//! Fuzzy dot-product scoring over a model.
#![forbid(unsafe_code)]

use log::{debug, warn};
use savour_core::{Candidate, Catalog, FuzzifiedProfile, FuzzyModel, Scorer};

use crate::{Normalisation, ScoreSheet, ScoredCandidate};

/// Scores candidates by fuzzifying their crisp values on each request.
///
/// For every feature in the fuzzified profile the candidate's value (or the
/// neutral default when undeclared) is fuzzified without weighting and dotted
/// with the user's weighted degrees. The raw score is the sum over features.
///
/// # Examples
/// ```
/// use savour_core::{Candidate, Domain, Feature, FuzzyModel, PreferenceProfile, Scorer, Triangle};
/// use savour_scorer::{FuzzyScorer, fuzzify_profile};
///
/// let temperature = Feature::new("temperature", Domain::default())?
///     .with_category("hot", Triangle::new(60.0, 100.0, 100.0)?)?;
/// let model = FuzzyModel::new().with_feature(temperature)?;
/// let profile = PreferenceProfile::new().with_preference("temperature", 100.0, 1.0);
/// let fuzzified = fuzzify_profile(&model, &profile)?;
///
/// let soup = Candidate::new("Soup").with_attribute("temperature", 100.0);
/// assert_eq!(FuzzyScorer::new(&model).raw_score(&soup, &fuzzified), 1.0);
/// # Ok::<(), Box<dyn std::error::Error>>(())
/// ```
#[derive(Debug, Clone, Copy)]
pub struct FuzzyScorer<'m> {
    model: &'m FuzzyModel,
}

impl<'m> FuzzyScorer<'m> {
    /// Build a scorer over `model`.
    #[must_use]
    pub const fn new(model: &'m FuzzyModel) -> Self {
        Self { model }
    }

    /// Model used to fuzzify candidate values.
    #[must_use]
    pub const fn model(&self) -> &'m FuzzyModel {
        self.model
    }
}

impl Scorer for FuzzyScorer<'_> {
    fn raw_score(&self, candidate: &Candidate, profile: &FuzzifiedProfile) -> f64 {
        let total = profile
            .iter()
            .filter_map(|(feature, user)| {
                self.model
                    .fuzzify_value(feature, candidate.value(feature))
                    .map(|degrees| user.dot(&degrees))
            })
            .sum();
        Self::sanitise(total)
    }
}

/// Score every candidate of `catalog` and normalise by `total_weight`.
///
/// Scores are returned in catalog order. A total weight of zero selects
/// [`Normalisation::Degenerate`], which divides by `1.0` instead.
///
/// Normalisation divides by the sum of weights, not by the number of
/// categories. A feature with more categories can therefore contribute more
/// than its weight when a candidate's degrees overlap several of the user's.
#[expect(
    clippy::float_arithmetic,
    reason = "raw scores are divided by the profile's total weight"
)]
pub fn score_catalog<S>(
    scorer: &S,
    profile: &FuzzifiedProfile,
    total_weight: f64,
    catalog: &Catalog,
) -> ScoreSheet
where
    S: Scorer + ?Sized,
{
    let normalisation = Normalisation::from_total_weight(total_weight);
    if normalisation.is_degenerate() {
        warn!("total preference weight is zero; scores are unnormalised sums");
    }
    let divisor = normalisation.divisor();
    let scores: Vec<ScoredCandidate> = catalog
        .iter()
        .map(|candidate| ScoredCandidate {
            name: candidate.name().to_owned(),
            score: scorer.raw_score(candidate, profile) / divisor,
        })
        .collect();
    debug!(
        "scored {} candidate(s) with divisor {divisor}",
        scores.len()
    );
    ScoreSheet {
        scores,
        normalisation,
    }
}
//! Stable descending ranking.
#![forbid(unsafe_code)]

use std::cmp::Ordering;

use crate::{Ranking, ScoredCandidate};

/// Sort scored candidates by descending score.
///
/// The sort is stable: equal scores keep their input order. Incomparable
/// scores (`NaN`) are treated as equal to their neighbours.
///
/// # Examples
/// ```
/// use savour_scorer::{ScoredCandidate, rank};
///
/// let ranking = rank(vec![
///     ScoredCandidate { name: "Fries".into(), score: 0.4 },
///     ScoredCandidate { name: "Pizza".into(), score: 0.9 },
///     ScoredCandidate { name: "Kebab".into(), score: 0.4 },
/// ]);
/// let names: Vec<_> = ranking.entries().iter().map(|e| e.name.as_str()).collect();
/// assert_eq!(names, ["Pizza", "Fries", "Kebab"]);
/// ```
#[must_use]
pub fn rank(mut scores: Vec<ScoredCandidate>) -> Ranking {
    scores.sort_by(|lhs, rhs| {
        rhs.score
            .partial_cmp(&lhs.score)
            .unwrap_or(Ordering::Equal)
    });
    Ranking::from_sorted(scores)
}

◆ Try it
Scan the records for the string "every" and report each line where it occurs.

◆ Answer to this problem
/// For every feature in the fuzzified profile the candidate's value (or the
/// Score every candidate of `catalog` and normalise by `total_weight`.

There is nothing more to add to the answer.